Thursday, October 1st, 2009

by Amy Hill Schaffer ‘09

Wolfgang Amadeus Mozart and Lorenzo Da Ponte’s opera Don Giovanni is usually viewed from a male perspective and thus as more humorous – perhaps even tongue-in-cheek – than serious. The plight of the women that Don Giovanni deceives is all for laughs, and the women are held responsible for Don Giovanni’s assaults.

Numerous opera critics and directors, even in recent years, have suggested that Donna Anna is somehow complicit in Giovanni’s attempted rape and subsequent murder of her father; she wanted him, she invented the story of an attempted rape because she was ashamed to admit that she was really in love with Giovanni, and so forth.

In The Operas of Mozart William Mann writes that “[Donna Anna's] censorious anger against others is a juvenile trait… and it would be beneficial to her personal growing-up if she had been pleasantly raped by Don [Giovanni].”2 In a recent production in Salzburg, directed by Claus Guth, it is implied that Donna Anna was having a consensual affair with Giovanni. With these interpretations, Donna Anna’s perspective and experience is ignored. A sexual assault victim is silenced for the sake of comedy.

Don Giovanni is not held responsible for seducing Donna Elvira and Zerlina through lies and deceit; rather, the women are held responsible for not knowing better, and Donna Elvira especially for continuing to show sympathy, an understandable and human characteristic that Giovanni lacks.

Much critical attention is focused on the duet “La ci darem la mano,” in which Zerlina gives into Don Giovanni based on his promises to marry her and make her a lady, but little note is taken of the incident only a few scenes later where he attempts to rape her. In “The Abduction of Opera,” an article bemoaning the awful interpretations of modern opera directors, Heather Mac Donald writes that “[in] a contemporary setting where a mandate of premarital chastity is unthinkable… Zerlina’s cries of desperation when Don Giovanni hustles her off for a conquest become absurd.”3

But even in a more traditional interpretation of the opera, the idea that “unchaste” women cannot be raped reigns supreme.
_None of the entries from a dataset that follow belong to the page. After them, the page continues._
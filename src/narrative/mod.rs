//! Status-to-narrative mapping for board reporting

mod mapper;
mod metric;

pub use mapper::narrate;
pub use metric::{MetricDefinition, MetricStatus, NarrativeTemplate};
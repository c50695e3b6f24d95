//! Path resolution and expected value over decision trees

use super::tree::{DecisionBranch, DecisionNode};
use crate::error::EngineError;

/// Look up an immediate branch of a node by id.
///
/// This is the interactive selection entry point: one branch at a time,
/// no optimization across siblings.
pub fn select_branch(node: &DecisionNode, branch_id: u32) -> Result<&DecisionBranch, EngineError> {
    resolve_path(node, &[branch_id])
}

/// Resolve a chain of branch ids, one per level, to the branch reached by
/// following child nodes down from the root.
///
/// Fails with `BranchNotFound` carrying the offending id and depth when an
/// id matches no child at its level, including when the path continues past
/// a terminal branch.
pub fn resolve_path<'a>(
    root: &'a DecisionNode,
    path: &[u32],
) -> Result<&'a DecisionBranch, EngineError> {
    if path.is_empty() {
        return Err(EngineError::InvalidInput(
            "decision path must name at least one branch".to_string(),
        ));
    }
    resolve_from(root, path, 0)
}

fn resolve_from<'a>(
    node: &'a DecisionNode,
    path: &[u32],
    depth: usize,
) -> Result<&'a DecisionBranch, EngineError> {
    let branch_id = path[0];
    let branch = node
        .branch(branch_id)
        .ok_or(EngineError::BranchNotFound { branch_id, depth })?;

    let rest = &path[1..];
    if rest.is_empty() {
        return Ok(branch);
    }
    match &branch.next {
        Some(child) => resolve_from(child, rest, depth + 1),
        None => Err(EngineError::BranchNotFound {
            branch_id: rest[0],
            depth: depth + 1,
        }),
    }
}

/// Probability-weighted aggregate over the immediate branches of a node:
/// Σ probability × value_fn(branch).
///
/// The result is only meaningful when sibling probabilities sum to 1; the
/// engine does not enforce that.
pub fn expected_value<F>(node: &DecisionNode, value_fn: F) -> f64
where
    F: Fn(&DecisionBranch) -> f64,
{
    node.branches
        .iter()
        .map(|b| b.probability * value_fn(b))
        .sum()
}

#[cfg(test)]
mod tests {
    use super::*;
    use crate::decision::tree::RiskLevel;
    use approx::assert_relative_eq;

    fn branch(id: u32, probability: f64, next: Option<DecisionNode>) -> DecisionBranch {
        DecisionBranch {
            id,
            label: format!("branch {id}"),
            probability,
            outcome: "outcome".to_string(),
            risk: RiskLevel::Moderate,
            narrative: "narrative".to_string(),
            next,
        }
    }

    fn two_level_tree() -> DecisionNode {
        let second_level = DecisionNode {
            label: "follow-on".to_string(),
            branches: vec![branch(10, 0.5, None), branch(11, 0.5, None)],
        };
        DecisionNode {
            label: "root".to_string(),
            branches: vec![branch(1, 0.6, Some(second_level)), branch(2, 0.4, None)],
        }
    }

    #[test]
    fn select_branch_finds_immediate_child() {
        let tree = two_level_tree();
        let selected = select_branch(&tree, 2).unwrap();
        assert_eq!(selected.id, 2);
    }

    #[test]
    fn select_branch_reports_unknown_id() {
        let tree = two_level_tree();
        let err = select_branch(&tree, 99).unwrap_err();
        assert_eq!(
            err,
            EngineError::BranchNotFound {
                branch_id: 99,
                depth: 0
            }
        );
    }

    #[test]
    fn resolve_path_descends_through_child_nodes() {
        let tree = two_level_tree();
        let terminal = resolve_path(&tree, &[1, 11]).unwrap();
        assert_eq!(terminal.id, 11);
    }

    #[test]
    fn resolve_path_reports_depth_of_failure() {
        let tree = two_level_tree();
        let err = resolve_path(&tree, &[1, 99]).unwrap_err();
        assert_eq!(
            err,
            EngineError::BranchNotFound {
                branch_id: 99,
                depth: 1
            }
        );
    }

    #[test]
    fn resolve_path_fails_past_terminal_branch() {
        let tree = two_level_tree();
        let err = resolve_path(&tree, &[2, 10]).unwrap_err();
        assert_eq!(
            err,
            EngineError::BranchNotFound {
                branch_id: 10,
                depth: 1
            }
        );
    }

    #[test]
    fn resolve_path_rejects_empty_path() {
        let tree = two_level_tree();
        assert!(matches!(
            resolve_path(&tree, &[]),
            Err(EngineError::InvalidInput(_))
        ));
    }

    #[test]
    fn expected_value_weights_by_probability() {
        let tree = two_level_tree();

        // Constant valuation returns the probability mass itself.
        assert_relative_eq!(expected_value(&tree, |_| 1.0), 1.0);

        // Value keyed off the branch id: 0.6 * 100 + 0.4 * 200.
        let ev = expected_value(&tree, |b| if b.id == 1 { 100.0 } else { 200.0 });
        assert_relative_eq!(ev, 140.0);
    }

    #[test]
    fn expected_value_tolerates_incoherent_weights() {
        let node = DecisionNode {
            label: "incoherent".to_string(),
            branches: vec![branch(1, 0.9, None), branch(2, 0.9, None)],
        };
        assert_relative_eq!(expected_value(&node, |_| 1.0), 1.8);
    }
}
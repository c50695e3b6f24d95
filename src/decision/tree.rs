//! Weighted decision tree structures
//!
//! A node is a decision point with ordered branches. Branches carry a
//! subjective probability weight and may open a follow-on decision node,
//! so multi-level scenarios need no structural changes.

use serde::{Deserialize, Serialize};

/// Severity of the tail risk attached to a branch
#[derive(Debug, Clone, Copy, PartialEq, Eq, Serialize, Deserialize)]
pub enum RiskLevel {
    Minimal,
    Moderate,
    Severe,
}

/// A selectable branch under a decision node
#[derive(Debug, Clone, PartialEq, Serialize, Deserialize)]
pub struct DecisionBranch {
    /// Identifier unique among siblings
    pub id: u32,

    pub label: String,

    /// Subjective weight in [0, 1]. Sibling probabilities are not required
    /// to sum to 1; coherence is a caller concern.
    pub probability: f64,

    /// Short description of the expected outcome
    pub outcome: String,

    pub risk: RiskLevel,

    /// Narrative rationale shown when the branch is selected
    pub narrative: String,

    /// Follow-on decision for multi-level scenarios. Terminal branches
    /// carry no child node.
    pub next: Option<DecisionNode>,
}

/// A decision point with its ordered branches
#[derive(Debug, Clone, PartialEq, Serialize, Deserialize)]
pub struct DecisionNode {
    pub label: String,
    pub branches: Vec<DecisionBranch>,
}

impl DecisionNode {
    /// Find an immediate branch by id
    pub fn branch(&self, branch_id: u32) -> Option<&DecisionBranch> {
        self.branches.iter().find(|b| b.id == branch_id)
    }
}
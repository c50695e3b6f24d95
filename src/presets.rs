//! Built-in sandbox content
//!
//! The metric catalogue, decision tree, and default parameters the
//! interactive sandboxes ship with. Embedded as constructors so the CLI
//! and tests run against the same content the site presents.

use crate::decision::{DecisionBranch, DecisionNode, RiskLevel};
use crate::narrative::MetricDefinition;
use crate::projection::ShockScenario;
use crate::retirement::RetirementProfile;

/// The published board-reporting metrics with their full narratives
pub fn board_metrics() -> Vec<MetricDefinition> {
    vec![
        MetricDefinition::new(
            "liquidity",
            "Liquidity Coverage",
            "Availability of cash for 30-day obligations.",
            "Liquidity remains robust, exceeding the internal corridor of 120%. I am confident \
             that current buffers are sufficient to weather unforeseen redemption volatility \
             without asset liquidation.",
            "Liquidity is currently within the lower bounds of our tolerance (105%). I have \
             initiated a tactical watch and am prepared to rebalance the cash sleeve if \
             redemption rates trend higher in Q2.",
            "Liquidity has breached the 100% threshold. I am executing a mandatory deleveraging \
             protocol to restore baseline stability and am reporting this as a Tier 1 governance \
             incident.",
        ),
        MetricDefinition::new(
            "capital",
            "Retirement Sufficiency",
            "Projected member income vs target replacement.",
            "Outcome projections show 85% of members on track for target sufficiency. My current \
             strategic allocation is delivering predictable real returns in line with 30-year \
             objectives.",
            "Sufficiency has dipped to 72% due to persistent CPI headwinds. I am reviewing the \
             growth-to-defensive ratio to ensure we are not sacrificing long-term purchasing \
             power for short-term stability.",
            "Outcome sufficiency has dropped below the 60% floor. I consider this a systemic \
             failure of the current mandate and am recommending an immediate board review of the \
             strategic asset allocation (SAA).",
        ),
        MetricDefinition::new(
            "esg",
            "Climate Transition Risk",
            "Portfolio exposure to high-carbon transition assets.",
            "Transition risk is well mitigated with 90% alignment to our Net Zero 2040 roadmap. \
             I have successfully rotated out of stranded asset risks without compromising yield.",
            "We are seeing marginal delay in transition benchmarks within the private equity \
             sleeve. I am engaging with fund managers to accelerate decarbonisation targets by \
             year-end.",
            "Transition risk exposure has spiked due to valuation shifts in the energy sector. \
             I am mandating an immediate divestment strategy to protect the long-term integrity \
             of the fund.",
        ),
    ]
}

/// Look up a published metric by id
pub fn board_metric(id: &str) -> Option<MetricDefinition> {
    board_metrics().into_iter().find(|m| m.id == id)
}

/// The published strategic regime shift decision tree
pub fn regime_shift_tree() -> DecisionNode {
    DecisionNode {
        label: "Strategic Regime Shift".to_string(),
        branches: vec![
            DecisionBranch {
                id: 1,
                label: "Aggressive Growth".to_string(),
                probability: 0.6,
                outcome: "High Yield / High Vol".to_string(),
                risk: RiskLevel::Severe,
                narrative: "I pivot the mandate towards emerging tech and private equity to \
                            capture the next super-cycle."
                    .to_string(),
                next: None,
            },
            DecisionBranch {
                id: 2,
                label: "Defensive Protection".to_string(),
                probability: 0.4,
                outcome: "Low Yield / Stability".to_string(),
                risk: RiskLevel::Minimal,
                narrative: "I prioritise purchasing power protection by increasing bond duration \
                            and cash buffers."
                    .to_string(),
                next: None,
            },
        ],
    }
}

/// Default controls of the policy shock sandbox
pub fn default_shock_scenario() -> ShockScenario {
    ShockScenario {
        initial_capital: 1_000_000.0,
        horizon_years: 30,
        annual_yield_pct: 5.0,
        shock_pct: 2.0,
        shock_onset_year: 5,
    }
}

/// Default controls of the member outcome sandbox
pub fn default_retirement_profile() -> RetirementProfile {
    RetirementProfile {
        current_age: 35,
        retire_age: 65,
        current_balance: 150_000.0,
        annual_contribution: 15_000.0,
        annual_return_pct: 7.0,
        desired_annual_income: 80_000.0,
    }
}

#[cfg(test)]
mod tests {
    use super::*;
    use crate::decision;
    use crate::narrative::{narrate, MetricStatus};
    use approx::assert_relative_eq;

    #[test]
    fn every_metric_narrates_every_status() {
        for metric in board_metrics() {
            for status in MetricStatus::ALL {
                assert!(narrate(&metric, status).is_ok(), "metric {}", metric.id);
            }
        }
    }

    #[test]
    fn metric_ids_are_unique() {
        let metrics = board_metrics();
        for metric in &metrics {
            assert_eq!(metrics.iter().filter(|m| m.id == metric.id).count(), 1);
        }
        assert!(board_metric("liquidity").is_some());
        assert!(board_metric("unknown").is_none());
    }

    #[test]
    fn regime_tree_weights_sum_to_one() {
        let tree = regime_shift_tree();
        assert_relative_eq!(decision::expected_value(&tree, |_| 1.0), 1.0);
    }

    #[test]
    fn regime_tree_branches_are_selectable() {
        let tree = regime_shift_tree();
        let growth = decision::select_branch(&tree, 1).unwrap();
        let defensive = decision::select_branch(&tree, 2).unwrap();

        assert_eq!(growth.risk, crate::decision::RiskLevel::Severe);
        assert_eq!(defensive.risk, crate::decision::RiskLevel::Minimal);
    }

    #[test]
    fn default_inputs_pass_validation() {
        assert!(default_shock_scenario().validate().is_ok());
        assert!(default_retirement_profile().validate().is_ok());
    }
}
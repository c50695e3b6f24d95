//! Metric definitions and traffic-light status grading

use std::fmt;
use std::str::FromStr;

use serde::{Deserialize, Serialize};

/// Traffic-light grading of a technical metric
#[derive(Debug, Clone, Copy, PartialEq, Eq, Hash, Serialize, Deserialize)]
#[serde(rename_all = "lowercase")]
pub enum MetricStatus {
    Green,
    Amber,
    Red,
}

impl MetricStatus {
    /// Every status, in reporting order
    pub const ALL: [MetricStatus; 3] = [MetricStatus::Green, MetricStatus::Amber, MetricStatus::Red];
}

impl fmt::Display for MetricStatus {
    fn fmt(&self, f: &mut fmt::Formatter<'_>) -> fmt::Result {
        match self {
            MetricStatus::Green => write!(f, "green"),
            MetricStatus::Amber => write!(f, "amber"),
            MetricStatus::Red => write!(f, "red"),
        }
    }
}

impl FromStr for MetricStatus {
    type Err = String;

    fn from_str(s: &str) -> Result<Self, Self::Err> {
        match s.to_ascii_lowercase().as_str() {
            "green" => Ok(MetricStatus::Green),
            "amber" => Ok(MetricStatus::Amber),
            "red" => Ok(MetricStatus::Red),
            other => Err(format!("unknown status '{other}' (expected green, amber or red)")),
        }
    }
}

/// Narrative text for each status of a metric
///
/// One field per status keeps the mapping exhaustive at compile time: a
/// new status variant cannot be added without `for_status` failing to
/// build.
#[derive(Debug, Clone, PartialEq, Serialize, Deserialize)]
pub struct NarrativeTemplate {
    pub green: String,
    pub amber: String,
    pub red: String,
}

impl NarrativeTemplate {
    /// Narrative text for one status
    pub fn for_status(&self, status: MetricStatus) -> &str {
        match status {
            MetricStatus::Green => &self.green,
            MetricStatus::Amber => &self.amber,
            MetricStatus::Red => &self.red,
        }
    }
}

/// A board-reportable metric with its narrative templates
#[derive(Debug, Clone, PartialEq, Serialize, Deserialize)]
pub struct MetricDefinition {
    /// Stable identifier used by the UI and CLI to select the metric
    pub id: String,

    pub name: String,

    /// One-line description of what the metric measures
    pub description: String,

    pub template: NarrativeTemplate,
}

impl MetricDefinition {
    /// Build a definition with one narrative per status
    pub fn new(
        id: impl Into<String>,
        name: impl Into<String>,
        description: impl Into<String>,
        green: impl Into<String>,
        amber: impl Into<String>,
        red: impl Into<String>,
    ) -> Self {
        Self {
            id: id.into(),
            name: name.into(),
            description: description.into(),
            template: NarrativeTemplate {
                green: green.into(),
                amber: amber.into(),
                red: red.into(),
            },
        }
    }
}
//! String adapter for filing requests
//!
//! Callers pick a [`FilingQuery`] variant; this module is the only place that
//! turns free-form text such as `2/AAPL/10-K` or `AAPL/0000320193-23-000106`
//! into one.

use regex::Regex;
use std::num::NonZeroUsize;
use std::sync::OnceLock;

use crate::edgar::EdgarApi;
use crate::errors::{FilingError, Result};
use crate::models::FilingQuery;

fn count_pattern() -> &'static Regex {
    static PATTERN: OnceLock<Regex> = OnceLock::new();
    PATTERN.get_or_init(|| {
        Regex::new(r"^(?:(\d+)/)?([^/]+)(?:/([^/]+))?$").expect("count query pattern is valid")
    })
}

fn accession_reference_pattern() -> &'static Regex {
    static PATTERN: OnceLock<Regex> = OnceLock::new();
    PATTERN.get_or_init(|| {
        Regex::new(r"\b([A-Za-z0-9.]+)/(\d{10}-?\d{2}-?\d{6})\b")
            .expect("accession reference pattern is valid")
    })
}

/// Parses `[LIMIT/]IDENTIFIER[/FORM]` into a count query.
///
/// `LIMIT` defaults to 1 and `FORM` to `10-Q`; the form is uppercased.
pub fn parse(raw: &str) -> Result<FilingQuery> {
    let trimmed = raw.trim();
    let captures = count_pattern()
        .captures(trimmed)
        .ok_or_else(|| FilingError::MalformedQuery(raw.to_string()))?;

    let limit = match captures.get(1) {
        Some(segment) => segment
            .as_str()
            .parse::<usize>()
            .ok()
            .and_then(NonZeroUsize::new)
            .ok_or_else(|| FilingError::MalformedQuery(raw.to_string()))?,
        None => NonZeroUsize::MIN,
    };

    let identifier = captures
        .get(2)
        .map(|m| m.as_str().trim())
        .filter(|id| !id.is_empty())
        .ok_or_else(|| FilingError::MalformedQuery(raw.to_string()))?;

    let form_type = captures
        .get(3)
        .map(|m| m.as_str())
        .unwrap_or(EdgarApi::DEFAULT_FORM_TYPE);

    Ok(FilingQuery::by_count(identifier, form_type, Some(limit)))
}

/// Finds an `IDENTIFIER/ACCESSION` reference anywhere in `raw`.
pub fn try_parse_accession_reference(raw: &str) -> Option<(String, String)> {
    let captures = accession_reference_pattern().captures(raw.trim())?;
    Some((captures[1].to_string(), captures[2].to_string()))
}

/// Accepts either shape: a direct accession reference wins, otherwise the
/// text must be a count query.
pub fn parse_any(raw: &str) -> Result<FilingQuery> {
    match try_parse_accession_reference(raw) {
        Some((identifier, accession_number)) => {
            Ok(FilingQuery::by_accession(identifier, accession_number))
        }
        None => parse(raw),
    }
}
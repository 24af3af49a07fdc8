use anyhow::{Context, Result};
use clap::Parser;
use tracing::{error, info};

use secdl::config::Config;
use secdl::edgar::{query, TickerTable};
use secdl::transport::HttpTransport;
use secdl::{storage, Downloader, FilingRecord, Identity};

mod cli;

use cli::{Cli, Commands, OutputFormat};

#[tokio::main]
async fn main() -> Result<()> {
    // Set default log level to INFO if not specified
    if std::env::var("RUST_LOG").is_err() {
        std::env::set_var("RUST_LOG", "secdl=info");
    }

    // Initialize logging to both console and file
    use tracing_subscriber::{fmt, layer::SubscriberExt, util::SubscriberInitExt, EnvFilter, Layer};

    let file_appender = tracing_appender::rolling::never(".", "secdl.log");

    tracing_subscriber::registry()
        .with(
            fmt::layer()
                .with_writer(std::io::stderr)
                .with_filter(EnvFilter::from_default_env()),
        )
        .with(
            fmt::layer()
                .with_writer(file_appender)
                .with_ansi(false)
                .with_filter(EnvFilter::from_default_env()),
        )
        .init();

    let cli = Cli::parse();
    let config = Config::from_env()?.with_identity(cli.company_name.clone(), cli.email.clone());

    if let Err(e) = run(cli.command, &config).await {
        error!("{:#}", e);
        std::process::exit(1);
    }

    Ok(())
}

async fn run(command: Commands, config: &Config) -> Result<()> {
    match command {
        Commands::Metadata { query: raw, all, format } => {
            let mut request = query::parse_any(&raw)?;
            if all {
                request = request.unbounded();
            }

            let (transport, identity) = client(config)?;
            let downloader = Downloader::connect(transport, identity).await?;
            let records = downloader.filings(&request).await?;
            print_records(&records, format)?;
        }

        Commands::Url { accession_number } => {
            let (transport, identity) = client(config)?;
            let downloader = Downloader::new(transport, identity, TickerTable::default());
            println!("{}", downloader.primary_doc_url(&accession_number).await?);
        }

        Commands::Html { accession_number } => {
            let (transport, identity) = client(config)?;
            let downloader = Downloader::new(transport, identity, TickerTable::default());
            println!("{}", downloader.primary_doc_html(&accession_number).await?);
        }

        Commands::Download { query: raw, output } => {
            let output = match output {
                Some(dir) => dir,
                None => {
                    config.validate()?;
                    config.download_dir.clone()
                }
            };
            let request = query::parse_any(&raw)?;
            info!("Starting download for: {}", request.identifier());

            let (transport, identity) = client(config)?;
            let downloader = Downloader::connect(transport, identity).await?;
            let records = downloader.filings(&request).await?;
            for record in &records {
                let body = downloader.fetch_document(&record.primary_doc_url).await?;
                let path = storage::save_document(&output, record, &body)?;
                println!("{}", path.display());
            }
            info!("Successfully downloaded {} documents", records.len());
        }

        Commands::Staged { dir } => {
            let dir = dir.unwrap_or_else(|| config.download_dir.clone());
            let documents = storage::read_documents(&dir, storage::HTML_EXTENSIONS)
                .with_context(|| format!("Failed to read staged documents from {}", dir.display()))?;
            println!("Found {} staged documents in {}:", documents.len(), dir.display());
            for (path, text) in &documents {
                println!("{} ({} chars)", path.display(), text.chars().count());
            }
        }
    }

    Ok(())
}

/// HTTP transport and identity for commands that talk to EDGAR.
fn client(config: &Config) -> Result<(HttpTransport, Identity)> {
    let identity = config.identity()?;
    let transport = HttpTransport::from_config(config).context("Failed to build HTTP client")?;
    Ok((transport, identity))
}

fn print_records(records: &[FilingRecord], format: OutputFormat) -> Result<()> {
    match format {
        OutputFormat::Table => {
            println!("Found {} filings:", records.len());
            for record in records {
                println!(
                    "{} - {} ({}) - {} - {}",
                    record.filing_date,
                    record.company_name,
                    record.form_type,
                    record.accession_number,
                    record.primary_doc_url
                );
            }
        }
        OutputFormat::Json => println!("{}", serde_json::to_string_pretty(records)?),
        OutputFormat::Csv => storage::export_csv(records, std::io::stdout())?,
    }
    Ok(())
}
//! Primary document location and retrieval

use std::num::NonZeroUsize;
use tracing::{debug, info};
use url::Url;

use crate::edgar::collector::{collect, FilingFilter};
use crate::edgar::submissions::SubmissionPages;
use crate::edgar::EdgarApi;
use crate::errors::{FilingError, Result};
use crate::models::{AccessionNumber, Identity};
use crate::transport::Transport;

/// Archive URL of a filing's primary document. Pure; no request is made.
pub fn resolve_primary_document_url(cik: &str, accession_number: &str, primary_document: &str) -> Result<String> {
    let accession = AccessionNumber::parse(accession_number)?;
    Ok(EdgarApi::archive_url(cik, &accession, primary_document))
}

/// Rejects anything that is not an https URL on `sec.gov` or a subdomain of it.
pub fn ensure_trusted_url(raw: &str) -> Result<Url> {
    let untrusted = || FilingError::UntrustedUrl(raw.to_string());
    let url = Url::parse(raw).map_err(|_| untrusted())?;
    if url.scheme() != "https" {
        return Err(untrusted());
    }

    let host = url.host_str().ok_or_else(untrusted)?.to_ascii_lowercase();
    let domain = EdgarApi::TRUSTED_DOMAIN;
    let on_domain = host == domain
        || host
            .strip_suffix(domain)
            .is_some_and(|prefix| prefix.ends_with('.'));
    if !on_domain {
        return Err(untrusted());
    }
    Ok(url)
}

/// Downloads a document from the EDGAR archive.
pub async fn fetch_document<T: Transport + ?Sized>(transport: &T, url: &str, identity: &Identity) -> Result<Vec<u8>> {
    let url = ensure_trusted_url(url)?;
    debug!("Downloading document: {}", url);
    let body = transport.fetch_bytes(url.as_str(), identity).await?;
    debug!("Downloaded {} bytes from {}", body.len(), url);
    Ok(body)
}

/// Finds the primary document of a filing known only by accession number.
///
/// The walk runs over the index of the filer CIK embedded in the accession
/// number, which is the reporting company unless a filing agent submitted it.
pub async fn find_primary_document_url_by_accession<T: Transport + ?Sized>(
    transport: &T,
    accession_number: &str,
    identity: &Identity,
) -> Result<String> {
    let accession = AccessionNumber::parse(accession_number)?;
    let cik = accession.filer_cik();
    info!("Looking up primary document for {} under CIK {}", accession, cik);

    let mut pages = SubmissionPages::open(transport, identity, cik).await?;
    let filter = FilingFilter::accession_number(accession.as_str());
    let mut records = collect(&mut pages, &filter, Some(NonZeroUsize::MIN), cik).await?;

    match records.pop() {
        Some(record) => Ok(record.primary_doc_url),
        None => Err(FilingError::FilingNotFound(accession.to_string())),
    }
}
It would be difficult, otherwise, to reconcile the rapist with the romantic hero that Giovanni is made out to be. Because Zerlina is more flirtatious than the other women, because she has given in to Giovanni before, because she is of a lower social class than the other women, clearly she cannot be raped and therefore Don Giovanni’s actions are hardly worth consideration.

If only we could set aside the prevalent viewpoint of Don Giovanni as a hero, a viewpoint which ignores or discounts the experiences of the opera’s women, and focus instead on his victims, we would have an entirely different picture of the opera. This new picture is one which empowers women and helps them find comfort when they have been sexually victimized.

The opera features three strong female characters. Donna Anna is passionate about finding justice for her assault and her father’s murder. Donna Elvira does not let any threat to her reputation stop her from denouncing Giovanni’s evil deeds, and does her best to help the women who might be harmed by him. Zerlina tries to make the best of her life as a peasant, believes Donna Elvira’s warnings and attempts to fight off Don Giovanni, and, in a rarely performed duet, seeks violent revenge by threatening to kill Leporello. These are not weak characters; their ineffectuality is merely a symptom of the undeserved power which a male-dominated society offers a criminal like Don Giovanni.

The way the women band together against Giovanni provides a comforting picture for women in similar situations; so does the way that Zerlina immediately believes Donna Elvira’s warnings, and Don Ottavio provides loving support for his fiance instead of doubting her story. In the end we finally see justice done: although it was impossible for the living characters, still manipulated by Giovanni, to carry out their revenge, the dead Commendatore was able to act in their stead. The Don’s refusal to repent is not heroic, but it is realistic. It helps provide a reassurance that even though men who harm women may not be punished in this life, they will be in the next. God does not forgive those who do not believe that they need forgiveness.

For a staging that takes the women’s stories at face value instead of presenting them as a laughingstock and Giovanni as a romantic hero, try the 1995 Glyndebourne Festival Opera production directed by Deborah Warner. By keeping the opera’s problems in mind and focusing on the female characters, we can develop new perspectives on Don Giovanni and new appreciation for the way Mozart and Da Ponte told their stories.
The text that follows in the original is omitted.